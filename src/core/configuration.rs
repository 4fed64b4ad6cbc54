//! Logger configuration capability
//!
//! A [`Logger`](super::Logger) reads its configuration on every call, so an
//! implementation backed by mutable state (such as [`LiveConfiguration`])
//! retunes a running logger without rebuilding it.

use super::error::{LoggerError, Result};
use super::log_level::LogLevel;
use parking_lot::RwLock;
use serde::{Deserialize, Serialize};

/// Default maximum number of simultaneous provider writes per dispatch
pub const DEFAULT_CONCURRENCY_LEVEL: usize = 4;

/// Read-only view of the values that drive gating and dispatch
pub trait LoggerConfiguration: Send + Sync {
    /// Global kill switch
    fn is_logging_enabled(&self) -> bool;

    /// Minimum level threshold
    fn logging_level(&self) -> LogLevel;

    /// Maximum number of provider writes in flight per dispatch
    fn concurrency_level(&self) -> usize;

    /// Dispatch mode used when a caller does not pick one
    fn block_until_complete(&self) -> bool {
        true
    }

    /// Level gate
    ///
    /// `NotSet` is never enabled, `Audit` is always enabled while logging is
    /// on, and every real level is compared against [`logging_level`].
    /// A threshold of `NotSet` filters nothing.
    ///
    /// [`logging_level`]: LoggerConfiguration::logging_level
    #[inline]
    fn is_enabled(&self, level: LogLevel) -> bool {
        self.is_logging_enabled() && level.passes(self.logging_level())
    }
}

/// Plain snapshot of logger settings, bindable from configuration
#[derive(Debug, Clone, PartialEq, Eq, Serialize, Deserialize)]
#[serde(rename_all = "camelCase", default)]
pub struct LoggerSettings {
    pub level: LogLevel,
    pub is_disabled: bool,
    pub concurrency_level: usize,
    pub block_until_complete: bool,
}

impl LoggerSettings {
    pub fn new(level: LogLevel) -> Self {
        Self {
            level,
            ..Self::default()
        }
    }

    #[must_use]
    pub fn disabled(mut self) -> Self {
        self.is_disabled = true;
        self
    }

    #[must_use]
    pub fn with_concurrency_level(mut self, concurrency_level: usize) -> Self {
        self.concurrency_level = concurrency_level;
        self
    }

    #[must_use]
    pub fn with_block_until_complete(mut self, block: bool) -> Self {
        self.block_until_complete = block;
        self
    }

    /// Reject settings the dispatch engine cannot honour
    pub fn validate(&self) -> Result<()> {
        if self.concurrency_level == 0 {
            return Err(LoggerError::config(
                "concurrencyLevel",
                "must be a positive integer",
            ));
        }
        Ok(())
    }
}

impl Default for LoggerSettings {
    fn default() -> Self {
        Self {
            level: LogLevel::NotSet,
            is_disabled: false,
            concurrency_level: DEFAULT_CONCURRENCY_LEVEL,
            block_until_complete: true,
        }
    }
}

impl LoggerConfiguration for LoggerSettings {
    fn is_logging_enabled(&self) -> bool {
        !self.is_disabled
    }

    fn logging_level(&self) -> LogLevel {
        self.level
    }

    fn concurrency_level(&self) -> usize {
        self.concurrency_level
    }

    fn block_until_complete(&self) -> bool {
        self.block_until_complete
    }
}

/// Settings that can be changed while loggers are running
///
/// Thread-safe: share it through an `Arc` between the logger and whatever
/// code tunes it.
#[derive(Debug, Default)]
pub struct LiveConfiguration {
    settings: RwLock<LoggerSettings>,
}

impl LiveConfiguration {
    pub fn new(settings: LoggerSettings) -> Self {
        Self {
            settings: RwLock::new(settings),
        }
    }

    pub fn snapshot(&self) -> LoggerSettings {
        self.settings.read().clone()
    }

    pub fn set_enabled(&self, enabled: bool) {
        self.settings.write().is_disabled = !enabled;
    }

    pub fn set_level(&self, level: LogLevel) {
        self.settings.write().level = level;
    }

    pub fn set_concurrency_level(&self, concurrency_level: usize) -> Result<()> {
        let mut settings = self.settings.write();
        let candidate = LoggerSettings {
            concurrency_level,
            ..settings.clone()
        };
        candidate.validate()?;
        *settings = candidate;
        Ok(())
    }

    pub fn set_block_until_complete(&self, block: bool) {
        self.settings.write().block_until_complete = block;
    }

    /// Replace every setting at once
    pub fn replace(&self, settings: LoggerSettings) -> Result<()> {
        settings.validate()?;
        *self.settings.write() = settings;
        Ok(())
    }
}

impl LoggerConfiguration for LiveConfiguration {
    fn is_logging_enabled(&self) -> bool {
        !self.settings.read().is_disabled
    }

    fn logging_level(&self) -> LogLevel {
        self.settings.read().level
    }

    fn concurrency_level(&self) -> usize {
        self.settings.read().concurrency_level
    }

    fn block_until_complete(&self) -> bool {
        self.settings.read().block_until_complete
    }

    fn is_enabled(&self, level: LogLevel) -> bool {
        let settings = self.settings.read();
        !settings.is_disabled && level.passes(settings.level)
    }
}

#[cfg(test)]
mod tests {
    use super::*;

    #[test]
    fn test_defaults() {
        let settings = LoggerSettings::default();
        assert_eq!(settings.level, LogLevel::NotSet);
        assert!(settings.is_logging_enabled());
        assert_eq!(settings.concurrency_level(), DEFAULT_CONCURRENCY_LEVEL);
        assert!(settings.block_until_complete());
    }

    #[test]
    fn test_disabled_blocks_audit() {
        let settings = LoggerSettings::new(LogLevel::Debug).disabled();
        assert!(!settings.is_enabled(LogLevel::Audit));
        assert!(!settings.is_enabled(LogLevel::Fatal));
    }

    #[test]
    fn test_zero_concurrency_rejected() {
        let settings = LoggerSettings::default().with_concurrency_level(0);
        assert!(matches!(
            settings.validate(),
            Err(LoggerError::InvalidConfiguration { .. })
        ));

        let live = LiveConfiguration::default();
        assert!(live.set_concurrency_level(0).is_err());
        assert_eq!(live.concurrency_level(), DEFAULT_CONCURRENCY_LEVEL);
    }

    #[test]
    fn test_live_configuration_updates() {
        let live = LiveConfiguration::new(LoggerSettings::new(LogLevel::Error));
        assert!(!live.is_enabled(LogLevel::Warn));

        live.set_level(LogLevel::Warn);
        assert!(live.is_enabled(LogLevel::Warn));

        live.set_enabled(false);
        assert!(!live.is_enabled(LogLevel::Audit));
    }

    #[test]
    fn test_settings_bind_from_json() {
        let settings: LoggerSettings = serde_json::from_value(serde_json::json!({
            "level": "warn",
            "concurrencyLevel": 3,
            "blockUntilComplete": false
        }))
        .unwrap();

        assert_eq!(settings.level, LogLevel::Warn);
        assert_eq!(settings.concurrency_level, 3);
        assert!(!settings.block_until_complete);
        assert!(!settings.is_disabled);
    }
}
//! Error-reporting side channel
//!
//! Dispatch never returns a sink's or enricher's failure through normal
//! control flow. Instead every such failure is delivered here, to a host
//! supplied callback, or to stderr when no callback is installed.

use super::error::LoggerError;
use super::log_entry::CallerInfo;
use super::log_level::LogLevel;
use std::fmt;
use std::sync::Arc;

/// A failure observed by the logging core
#[derive(Debug)]
pub struct ErrorReport<'a> {
    /// Name of the logger (or requested logger, for reloads) involved
    pub logger: &'a str,
    pub error: &'a LoggerError,
    /// Level of the entry being dispatched, when there was one
    pub level: Option<LogLevel>,
    /// Caller location supplied with the log call, if any
    pub caller: Option<&'a CallerInfo>,
}

impl fmt::Display for ErrorReport<'_> {
    fn fmt(&self, f: &mut fmt::Formatter<'_>) -> fmt::Result {
        write!(f, "logger '{}': {}", self.logger, self.error)?;
        if let Some(caller) = self.caller {
            write!(f, " [at {}]", caller)?;
        }
        Ok(())
    }
}

/// Callback type for error notifications
pub type ErrorCallback = Arc<dyn Fn(&ErrorReport<'_>) + Send + Sync>;

/// Delivers reports to the configured callback
#[derive(Clone, Default)]
pub struct ErrorReporter {
    callback: Option<ErrorCallback>,
}

impl ErrorReporter {
    pub fn new(callback: Option<ErrorCallback>) -> Self {
        Self { callback }
    }

    pub fn callback(&self) -> Option<&ErrorCallback> {
        self.callback.as_ref()
    }

    pub fn report(&self, report: &ErrorReport<'_>) {
        match self.callback {
            Some(ref callback) => {
                let delivered = std::panic::catch_unwind(std::panic::AssertUnwindSafe(|| {
                    callback(report)
                }));
                if delivered.is_err() {
                    eprintln!("[LOGGER CRITICAL] Error callback panicked while reporting: {}", report);
                }
            }
            None => eprintln!("[LOGGER ERROR] {}", report),
        }
    }

    /// Shorthand for reports that are not tied to an entry
    pub fn report_error(&self, logger: &str, error: &LoggerError) {
        self.report(&ErrorReport {
            logger,
            error,
            level: None,
            caller: None,
        });
    }
}

impl fmt::Debug for ErrorReporter {
    fn fmt(&self, f: &mut fmt::Formatter<'_>) -> fmt::Result {
        f.debug_struct("ErrorReporter")
            .field("callback", &self.callback.is_some())
            .finish()
    }
}
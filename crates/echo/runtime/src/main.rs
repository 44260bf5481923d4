// Dotlanth
// Copyright (C) 2025 Synerthink

// This program is free software: you can redistribute it and/or modify
// it under the terms of the GNU Affero General Public License as published by
// the Free Software Foundation, either version 3 of the License, or
// (at your option) any later version.

// This program is distributed in the hope that it will be useful,
// but WITHOUT ANY WARRANTY; without even the implied warranty of
// MERCHANTABILITY or FITNESS FOR A PARTICULAR PURPOSE.  See the
// GNU Affero General Public License for more details.

// You should have received a copy of the GNU Affero General Public License
// along with this program.  If not, see <http://www.gnu.org/licenses/>.

use echo_runtime::shutdown::shutdown_on_interrupt;
use echo_runtime::{RuntimeConfig, RuntimeServer, ShutdownController};
use tracing::info;
use tracing_subscriber::EnvFilter;

#[tokio::main]
async fn main() -> anyhow::Result<()> {
    // Initialize tracing
    tracing_subscriber::fmt()
        .with_env_filter(EnvFilter::try_from_default_env().unwrap_or_else(|_| EnvFilter::new("info")))
        .init();

    let config = RuntimeConfig::from_env();
    info!("Loaded configuration: bind_address={}, repeat_count={}", config.bind_address, config.repeat_count);

    // Wait for Ctrl + C to exit
    let controller = ShutdownController::new();
    tokio::spawn(shutdown_on_interrupt(controller.clone()));

    RuntimeServer::new(config).run(controller).await?;

    Ok(())
}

● ● ● ●

### [Exercise objective]
Show every line in the listing above that carries the word "without".

### [Solution to the exercise]
//! retunes a running logger without rebuilding it.
// but WITHOUT ANY WARRANTY; without even the implied warranty of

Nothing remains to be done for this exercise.